▸ **Excerpted data**
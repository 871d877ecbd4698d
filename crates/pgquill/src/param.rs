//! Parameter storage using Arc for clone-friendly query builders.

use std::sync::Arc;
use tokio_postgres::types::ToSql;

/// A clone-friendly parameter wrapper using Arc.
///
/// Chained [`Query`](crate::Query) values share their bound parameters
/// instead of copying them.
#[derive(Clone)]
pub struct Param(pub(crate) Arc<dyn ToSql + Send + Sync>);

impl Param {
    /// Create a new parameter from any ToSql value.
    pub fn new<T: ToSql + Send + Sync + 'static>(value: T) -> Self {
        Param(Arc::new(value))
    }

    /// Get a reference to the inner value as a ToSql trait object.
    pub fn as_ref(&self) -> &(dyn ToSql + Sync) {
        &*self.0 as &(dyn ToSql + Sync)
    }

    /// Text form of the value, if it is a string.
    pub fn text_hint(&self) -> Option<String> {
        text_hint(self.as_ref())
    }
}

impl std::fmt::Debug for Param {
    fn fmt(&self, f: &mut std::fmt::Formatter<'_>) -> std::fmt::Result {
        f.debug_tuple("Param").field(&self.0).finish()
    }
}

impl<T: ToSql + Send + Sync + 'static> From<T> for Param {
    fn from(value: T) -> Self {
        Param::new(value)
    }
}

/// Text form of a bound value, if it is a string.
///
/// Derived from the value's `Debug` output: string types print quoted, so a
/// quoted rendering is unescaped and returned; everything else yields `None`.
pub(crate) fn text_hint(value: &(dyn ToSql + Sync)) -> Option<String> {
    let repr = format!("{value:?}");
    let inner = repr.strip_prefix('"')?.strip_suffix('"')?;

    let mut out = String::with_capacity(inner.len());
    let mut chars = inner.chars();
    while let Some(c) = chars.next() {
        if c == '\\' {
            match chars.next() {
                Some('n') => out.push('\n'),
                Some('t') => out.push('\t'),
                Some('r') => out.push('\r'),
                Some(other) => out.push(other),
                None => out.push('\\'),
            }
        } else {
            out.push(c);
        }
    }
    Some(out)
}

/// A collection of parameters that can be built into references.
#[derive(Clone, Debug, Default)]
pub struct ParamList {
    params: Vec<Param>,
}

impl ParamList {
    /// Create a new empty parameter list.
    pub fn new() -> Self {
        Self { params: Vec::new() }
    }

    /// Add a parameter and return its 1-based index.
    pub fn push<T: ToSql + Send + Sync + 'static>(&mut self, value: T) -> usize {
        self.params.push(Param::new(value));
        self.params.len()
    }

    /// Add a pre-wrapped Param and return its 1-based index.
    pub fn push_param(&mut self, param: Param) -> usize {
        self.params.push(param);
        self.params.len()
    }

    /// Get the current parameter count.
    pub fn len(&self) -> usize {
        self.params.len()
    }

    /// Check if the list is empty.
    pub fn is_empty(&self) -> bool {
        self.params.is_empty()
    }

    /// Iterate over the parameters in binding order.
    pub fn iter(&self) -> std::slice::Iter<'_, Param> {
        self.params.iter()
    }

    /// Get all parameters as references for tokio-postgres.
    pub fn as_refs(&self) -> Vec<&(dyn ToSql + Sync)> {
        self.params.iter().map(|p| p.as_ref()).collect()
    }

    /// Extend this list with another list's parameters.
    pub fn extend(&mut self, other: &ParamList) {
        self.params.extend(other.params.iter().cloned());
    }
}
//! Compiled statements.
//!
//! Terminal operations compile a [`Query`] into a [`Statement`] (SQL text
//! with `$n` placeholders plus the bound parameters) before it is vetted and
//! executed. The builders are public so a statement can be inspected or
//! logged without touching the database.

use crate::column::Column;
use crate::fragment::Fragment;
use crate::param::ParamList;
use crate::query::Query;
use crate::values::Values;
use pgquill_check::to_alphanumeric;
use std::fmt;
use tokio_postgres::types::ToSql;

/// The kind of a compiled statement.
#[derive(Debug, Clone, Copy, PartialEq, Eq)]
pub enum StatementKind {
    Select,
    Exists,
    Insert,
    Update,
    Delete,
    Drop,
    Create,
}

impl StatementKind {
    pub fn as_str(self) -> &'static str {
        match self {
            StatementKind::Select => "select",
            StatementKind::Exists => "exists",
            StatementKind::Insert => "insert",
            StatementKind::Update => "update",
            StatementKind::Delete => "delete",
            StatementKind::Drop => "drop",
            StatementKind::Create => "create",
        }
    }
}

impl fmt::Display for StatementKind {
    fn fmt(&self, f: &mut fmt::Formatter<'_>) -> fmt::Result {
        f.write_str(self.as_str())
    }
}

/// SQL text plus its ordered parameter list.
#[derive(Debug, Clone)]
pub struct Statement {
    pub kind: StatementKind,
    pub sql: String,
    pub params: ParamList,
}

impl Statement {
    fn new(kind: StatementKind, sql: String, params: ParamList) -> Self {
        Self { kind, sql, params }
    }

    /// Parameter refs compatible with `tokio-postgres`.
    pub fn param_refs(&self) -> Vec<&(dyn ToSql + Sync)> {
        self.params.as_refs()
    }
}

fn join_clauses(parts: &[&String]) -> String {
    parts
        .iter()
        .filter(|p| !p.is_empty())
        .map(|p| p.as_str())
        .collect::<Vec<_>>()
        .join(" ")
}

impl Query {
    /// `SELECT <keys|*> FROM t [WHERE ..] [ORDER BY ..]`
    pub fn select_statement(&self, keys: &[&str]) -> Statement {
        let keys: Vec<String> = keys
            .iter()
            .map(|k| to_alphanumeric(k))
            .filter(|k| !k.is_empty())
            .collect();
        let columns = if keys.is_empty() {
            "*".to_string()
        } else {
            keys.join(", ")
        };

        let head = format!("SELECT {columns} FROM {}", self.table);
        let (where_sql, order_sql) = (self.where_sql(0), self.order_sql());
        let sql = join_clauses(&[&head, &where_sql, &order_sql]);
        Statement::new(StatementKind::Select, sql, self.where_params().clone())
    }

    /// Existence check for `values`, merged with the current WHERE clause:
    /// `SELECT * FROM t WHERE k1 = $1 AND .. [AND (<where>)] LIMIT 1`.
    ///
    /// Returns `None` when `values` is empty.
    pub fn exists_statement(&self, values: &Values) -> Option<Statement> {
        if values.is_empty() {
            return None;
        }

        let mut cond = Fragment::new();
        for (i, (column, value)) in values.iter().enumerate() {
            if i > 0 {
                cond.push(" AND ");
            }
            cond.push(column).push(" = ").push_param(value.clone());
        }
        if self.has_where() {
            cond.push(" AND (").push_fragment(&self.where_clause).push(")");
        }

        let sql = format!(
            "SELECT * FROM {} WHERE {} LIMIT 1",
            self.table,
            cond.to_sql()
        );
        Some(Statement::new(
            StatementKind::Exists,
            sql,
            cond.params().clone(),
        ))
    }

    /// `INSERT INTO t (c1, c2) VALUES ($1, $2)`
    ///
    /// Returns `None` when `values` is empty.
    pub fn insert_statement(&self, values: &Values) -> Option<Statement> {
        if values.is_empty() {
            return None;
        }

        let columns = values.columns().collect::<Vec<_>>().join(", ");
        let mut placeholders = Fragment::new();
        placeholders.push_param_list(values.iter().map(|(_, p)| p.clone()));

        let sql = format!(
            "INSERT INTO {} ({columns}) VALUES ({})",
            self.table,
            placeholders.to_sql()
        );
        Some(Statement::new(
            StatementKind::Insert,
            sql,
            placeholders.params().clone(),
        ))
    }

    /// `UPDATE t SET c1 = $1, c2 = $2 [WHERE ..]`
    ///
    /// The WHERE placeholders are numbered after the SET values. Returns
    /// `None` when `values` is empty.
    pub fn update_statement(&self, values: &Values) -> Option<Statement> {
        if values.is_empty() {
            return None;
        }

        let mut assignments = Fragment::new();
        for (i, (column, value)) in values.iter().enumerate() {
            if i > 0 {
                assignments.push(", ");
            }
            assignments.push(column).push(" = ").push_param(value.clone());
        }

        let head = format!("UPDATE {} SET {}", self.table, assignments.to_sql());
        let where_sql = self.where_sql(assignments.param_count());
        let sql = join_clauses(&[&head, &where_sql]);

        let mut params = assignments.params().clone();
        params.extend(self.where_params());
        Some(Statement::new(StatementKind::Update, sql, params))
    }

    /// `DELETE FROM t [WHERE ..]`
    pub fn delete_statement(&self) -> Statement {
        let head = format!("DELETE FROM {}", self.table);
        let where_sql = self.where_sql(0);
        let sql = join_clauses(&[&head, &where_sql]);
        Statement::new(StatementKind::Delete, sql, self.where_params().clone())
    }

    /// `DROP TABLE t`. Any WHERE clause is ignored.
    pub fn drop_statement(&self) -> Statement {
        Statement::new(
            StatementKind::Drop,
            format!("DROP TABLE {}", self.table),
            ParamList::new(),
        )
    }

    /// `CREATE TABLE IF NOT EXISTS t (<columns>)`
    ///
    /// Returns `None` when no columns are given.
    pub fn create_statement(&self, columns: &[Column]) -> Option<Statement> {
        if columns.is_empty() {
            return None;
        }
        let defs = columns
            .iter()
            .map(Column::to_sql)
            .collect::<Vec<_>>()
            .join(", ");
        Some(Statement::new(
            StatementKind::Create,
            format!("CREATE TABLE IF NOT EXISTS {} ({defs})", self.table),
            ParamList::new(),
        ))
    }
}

▸ **Exercise instructions**
Go through the records and report each line that contains "Some".

▸ **Output**
    while let Some(c) = chars.next() {
                Some('n') => out.push('\n'),
                Some('t') => out.push('\t'),
                Some('r') => out.push('\r'),
                Some(other) => out.push(other),
    Some(out)
        Some(Statement::new(
        Some(Statement::new(
        Some(Statement::new(StatementKind::Update, sql, params))
        Some(Statement::new(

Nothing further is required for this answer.